Service Material from the General Service Office

ANONYMITY ONLINE

“In my belief, the entire future of our fellowship hangs upon this vital principle. If we continue to be filled with the spirit and practice of anonymity, no shoal or reef can wreck us. If we forget this principle, the lid to Pandora’s box will be off and the spirits of Money, Power, and Prestige will be loosed among us. . . . I am positive that A.A.’s anonymity is the key to long-time survival.”
A.A. Comes of Age, pp. 131-132

Modern communication in A.A. is flowing from one alcoholic to another in ways that are high-tech, relatively open-ended and evolving quickly.

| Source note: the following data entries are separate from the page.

use anchor_lang::prelude::*;

use crate::constants::*;
use crate::error::*;

/// How `activation_point` is measured
#[derive(Clone, Copy, Debug, PartialEq, Eq)]
pub enum ActivationType {
    Slot,
    Timestamp,
}

impl TryFrom<u8> for ActivationType {
    type Error = Error;

    fn try_from(value: u8) -> Result<Self> {
        match value {
            0 => Ok(ActivationType::Slot),
            1 => Ok(ActivationType::Timestamp),
            _ => err!(DistributorError::InvalidActivationType),
        }
    }
}

impl ActivationType {
    pub fn current_point(&self, curr_slot: u64, curr_ts: i64) -> Result<u64> {
        match self {
            ActivationType::Slot => Ok(curr_slot),
            ActivationType::Timestamp => {
                u64::try_from(curr_ts).map_err(|_| error!(DistributorError::TypeCastedError))
            }
        }
    }
}

/// Which claim instructions a distributor accepts
#[derive(Clone, Copy, Debug, PartialEq, Eq)]
pub enum ClaimType {
    Permissionless,
    Permissioned,
    PermissionlessWithStaking,
    PermissionedWithStaking,
}

impl TryFrom<u8> for ClaimType {
    type Error = Error;

    fn try_from(value: u8) -> Result<Self> {
        match value {
            0 => Ok(ClaimType::Permissionless),
            1 => Ok(ClaimType::Permissioned),
            2 => Ok(ClaimType::PermissionlessWithStaking),
            3 => Ok(ClaimType::PermissionedWithStaking),
            _ => err!(DistributorError::InvalidClaimType),
        }
    }
}

impl ClaimType {
    /// Claims need the distributor operator as co-signer
    pub fn is_permissioned(&self) -> bool {
        matches!(self, ClaimType::Permissioned | ClaimType::PermissionedWithStaking)
    }

    /// Claims are deposited into the claimant's vote escrow
    pub fn is_staking(&self) -> bool {
        matches!(
            self,
            ClaimType::PermissionlessWithStaking | ClaimType::PermissionedWithStaking
        )
    }
}

/// Secondary pool paid on top of the merkle allocations
#[derive(AnchorSerialize, AnchorDeserialize, InitSpace, Clone, Copy, Default, Debug, PartialEq, Eq)]
pub struct AirdropBonus {
    /// Total bonus tokens in the pool
    pub total_bonus: u64,
    /// Duration over which the pool vests, in activation units (slots or seconds)
    pub vesting_duration: u64,
    /// Bonus tokens already paid out
    pub total_claimed_bonus: u64,
}

/**
 * Merkle distributor state account
 *
 * One account per airdrop round. Holds the merkle root committing to every
 * (claimant, unlocked, locked) allocation, the caps and timing of the round,
 * the authorities allowed to administer it and the aggregate counters updated
 * by every claim.
 *
 * Derivation: ["MerkleDistributor", base, mint, version]
 *
 * Lifecycle:
 * 1. Created by the admin in new_distributor
 * 2. Counters updated by every claim instruction
 * 3. Authorities and activation point updated by admin instructions
 * 4. Marked clawed back once the remaining vault balance is swept
 * 5. Closed by the admin only when created as closable
 *
 * Layout Notes:
 * - Field order and widths are the persisted format, flags are stored as u8
 * - padding_0 and padding_2 are zeroed and reserved
 */
#[account]
#[derive(Default, Debug, InitSpace)]
pub struct MerkleDistributor {
    /// The 256-bit merkle root
    pub root: [u8; 32],

    /// Mint of the token to be distributed
    pub mint: Pubkey,

    /// Base key of the distributor
    pub base: Pubkey,

    /// Associated token account of the distributor holding the tokens
    pub token_vault: Pubkey,

    /// Token account receiving the clawback
    pub clawback_receiver: Pubkey,

    /// Admin wallet
    pub admin: Pubkey,

    /// Vote-escrow locker, for the staking claim types
    pub locker: Pubkey,

    /// Co-signer for the permissioned claim types
    pub operator: Pubkey,

    /// Version of the airdrop
    pub version: u64,

    /// Maximum number of tokens that can ever be claimed, bonus pool included
    pub max_total_claim: u64,

    /// Maximum number of claimants
    pub max_num_nodes: u64,

    /// Total amount of tokens that have been claimed
    pub total_amount_claimed: u64,

    /// Number of claimants that have claimed
    pub num_nodes_claimed: u64,

    /// Vesting start (Unix timestamp)
    pub start_ts: i64,

    /// Vesting end (Unix timestamp)
    pub end_ts: i64,

    /// Clawback start (Unix timestamp)
    pub clawback_start_ts: i64,

    /// Claims are accepted from this slot or timestamp
    pub activation_point: u64,

    /// 0 means slot, 1 means timestamp
    pub activation_type: u8,

    /// Raw ClaimType tag
    pub claim_type: u8,

    /// Bump seed
    pub bump: u8,

    /// Whether or not the distributor has been clawed back
    pub clawed_back: u8,

    /// Whether the admin can close this distributor, for testing purpose
    pub closable: u8,

    /// Padding 0
    pub padding_0: [u8; 3],

    pub airdrop_bonus: AirdropBonus,

    pub padding_2: [u128; 5],
}

impl MerkleDistributor {
    /// Space required for this account, 8-byte discriminator included
    pub const LEN: usize = 8 + MerkleDistributor::INIT_SPACE;

    pub fn activation_type(&self) -> Result<ActivationType> {
        ActivationType::try_from(self.activation_type)
            .map_err(|_| error!(DistributorError::TypeCastedError))
    }

    pub fn claim_type(&self) -> Result<ClaimType> {
        ClaimType::try_from(self.claim_type).map_err(|_| error!(DistributorError::TypeCastedError))
    }

    pub fn is_clawed_back(&self) -> bool {
        self.clawed_back != 0
    }

    pub fn is_closable(&self) -> bool {
        self.closable != 0
    }

    /// Current slot or timestamp, depending on the activation type
    pub fn current_point(&self, curr_slot: u64, curr_ts: i64) -> Result<u64> {
        self.activation_type()?.current_point(curr_slot, curr_ts)
    }

    /// Furthest an activation point may be set ahead of the current point
    pub fn max_activation_delay(activation_type: ActivationType) -> Result<u64> {
        match activation_type {
            ActivationType::Timestamp => Ok(MAX_ACTIVATION_DELAY_SECONDS),
            ActivationType::Slot => MAX_ACTIVATION_DELAY_SECONDS
                .checked_mul(1000)
                .and_then(|ms| ms.checked_div(MS_PER_SLOT))
                .ok_or_else(|| error!(DistributorError::ArithmeticError)),
        }
    }

    /// Rejects activation points beyond the allowed horizon
    pub fn validate_activation_point(
        activation_type: ActivationType,
        activation_point: u64,
        current_point: u64,
    ) -> Result<()> {
        let horizon = current_point
            .checked_add(Self::max_activation_delay(activation_type)?)
            .ok_or(DistributorError::ArithmeticError)?;
        require!(
            activation_point <= horizon,
            DistributorError::StartTooFarInFuture
        );
        Ok(())
    }

    /// Claims are open once activated and until the distributor is clawed back
    pub fn validate_claim_window(&self, current_point: u64) -> Result<()> {
        require!(!self.is_clawed_back(), DistributorError::ClaimExpired);
        require!(
            current_point >= self.activation_point,
            DistributorError::ClaimingIsNotStarted
        );
        Ok(())
    }

    /// Checks that the claim instruction family matches the claim type and
    /// that the operator co-signed when the claim type requires it.
    /// An operator supplied to a permissionless distributor is ignored.
    pub fn authorize_claim(&self, operator: Option<Pubkey>, staking: bool) -> Result<()> {
        let claim_type = self.claim_type()?;
        require!(
            claim_type.is_staking() == staking,
            DistributorError::InvalidClaimType
        );

        if claim_type.is_permissioned() {
            let operator = operator.ok_or(DistributorError::InvalidOperator)?;
            require_keys_eq!(operator, self.operator, DistributorError::InvalidOperator);
        }
        Ok(())
    }

    /// Cap shared by the merkle allocations, bonus pool excluded
    pub fn max_total_claim_without_bonus(&self) -> Result<u64> {
        self.max_total_claim
            .checked_sub(self.airdrop_bonus.total_bonus)
            .ok_or_else(|| error!(DistributorError::ArithmeticError))
    }

    /// Registers a new claimant against the node and amount caps
    ///
    /// The whole entitlement of the claimant (unlocked, locked and bonus) is
    /// checked against the cap here, once. Later payouts to an admitted
    /// claimant are bounded by their own ClaimStatus, not by the cap.
    pub fn accept_new_claim(&mut self, amount_unlocked: u64, amount_locked: u64, bonus: u64) -> Result<()> {
        let num_nodes_claimed = self
            .num_nodes_claimed
            .checked_add(1)
            .ok_or(DistributorError::ArithmeticError)?;
        require!(
            num_nodes_claimed <= self.max_num_nodes,
            DistributorError::MaxNodesExceeded
        );

        let entitlement = amount_unlocked
            .checked_add(amount_locked)
            .and_then(|amount| amount.checked_add(bonus))
            .ok_or(DistributorError::ArithmeticError)?;
        let projected_total = self
            .total_amount_claimed
            .checked_add(entitlement)
            .ok_or(DistributorError::ArithmeticError)?;
        require!(
            projected_total <= self.max_total_claim,
            DistributorError::ExceededMaxClaim
        );

        self.num_nodes_claimed = num_nodes_claimed;
        Ok(())
    }

    /// Adds a payout to the aggregate counters
    pub fn record_claimed(&mut self, amount: u64, bonus: u64) -> Result<()> {
        let total_amount_claimed = self
            .total_amount_claimed
            .checked_add(amount)
            .and_then(|total| total.checked_add(bonus))
            .ok_or(DistributorError::ArithmeticError)?;

        let total_claimed_bonus = self
            .airdrop_bonus
            .total_claimed_bonus
            .checked_add(bonus)
            .ok_or(DistributorError::ArithmeticError)?;
        require!(
            total_claimed_bonus <= self.airdrop_bonus.total_bonus,
            DistributorError::ExceededMaxClaim
        );

        self.total_amount_claimed = total_amount_claimed;
        self.airdrop_bonus.total_claimed_bonus = total_claimed_bonus;
        Ok(())
    }

    pub fn validate_clawback(&self, curr_ts: i64) -> Result<()> {
        require!(!self.is_clawed_back(), DistributorError::ClawbackAlreadyClaimed);
        require!(
            curr_ts >= self.clawback_start_ts,
            DistributorError::ClawbackBeforeStart
        );
        require!(curr_ts > self.end_ts, DistributorError::ClawbackDuringVesting);
        Ok(())
    }

    /// Moves the activation point, within the allowed horizon
    pub fn set_activation_point(&mut self, activation_point: u64, current_point: u64) -> Result<()> {
        Self::validate_activation_point(self.activation_type()?, activation_point, current_point)?;
        self.activation_point = activation_point;
        Ok(())
    }

    /// Replaces the clawback receiver, returning the previous one
    pub fn set_clawback_receiver(&mut self, new_clawback_receiver: Pubkey) -> Result<Pubkey> {
        require_keys_neq!(
            self.clawback_receiver,
            new_clawback_receiver,
            DistributorError::SameClawbackReceiver
        );
        Ok(std::mem::replace(&mut self.clawback_receiver, new_clawback_receiver))
    }

    /// Replaces the admin, returning the previous one
    pub fn set_admin(&mut self, new_admin: Pubkey) -> Result<Pubkey> {
        require_keys_neq!(self.admin, new_admin, DistributorError::SameAdmin);
        Ok(std::mem::replace(&mut self.admin, new_admin))
    }

    /// Replaces the operator, returning the previous one.
    /// Permissioned distributors cannot fall back to the default key.
    pub fn set_operator(&mut self, new_operator: Pubkey) -> Result<Pubkey> {
        require_keys_neq!(self.operator, new_operator, DistributorError::SameOperator);
        if self.claim_type()?.is_permissioned() {
            require_keys_neq!(new_operator, Pubkey::default(), DistributorError::InvalidOperator);
        }
        Ok(std::mem::replace(&mut self.operator, new_operator))
    }

    pub fn validate_close(&self) -> Result<()> {
        require!(self.is_closable(), DistributorError::CannotCloseDistributor);
        Ok(())
    }
}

Protecting anonymity is a major concern for members, who are accessing the Internet in ever-growing numbers.

In 2013 the General Service Conference affirmed “ . . . that the Internet, social media and all forms of public communications are implicit in the last phrase of the Short Form of Tradition Eleven, which reads: ‘ . . . at the level of press, radio and films.’”

At this level, according to Bill W., “. . . anonymity—100 percent anonymity—was the only possible answer. Here, principles would have to come before personalities, without exception.”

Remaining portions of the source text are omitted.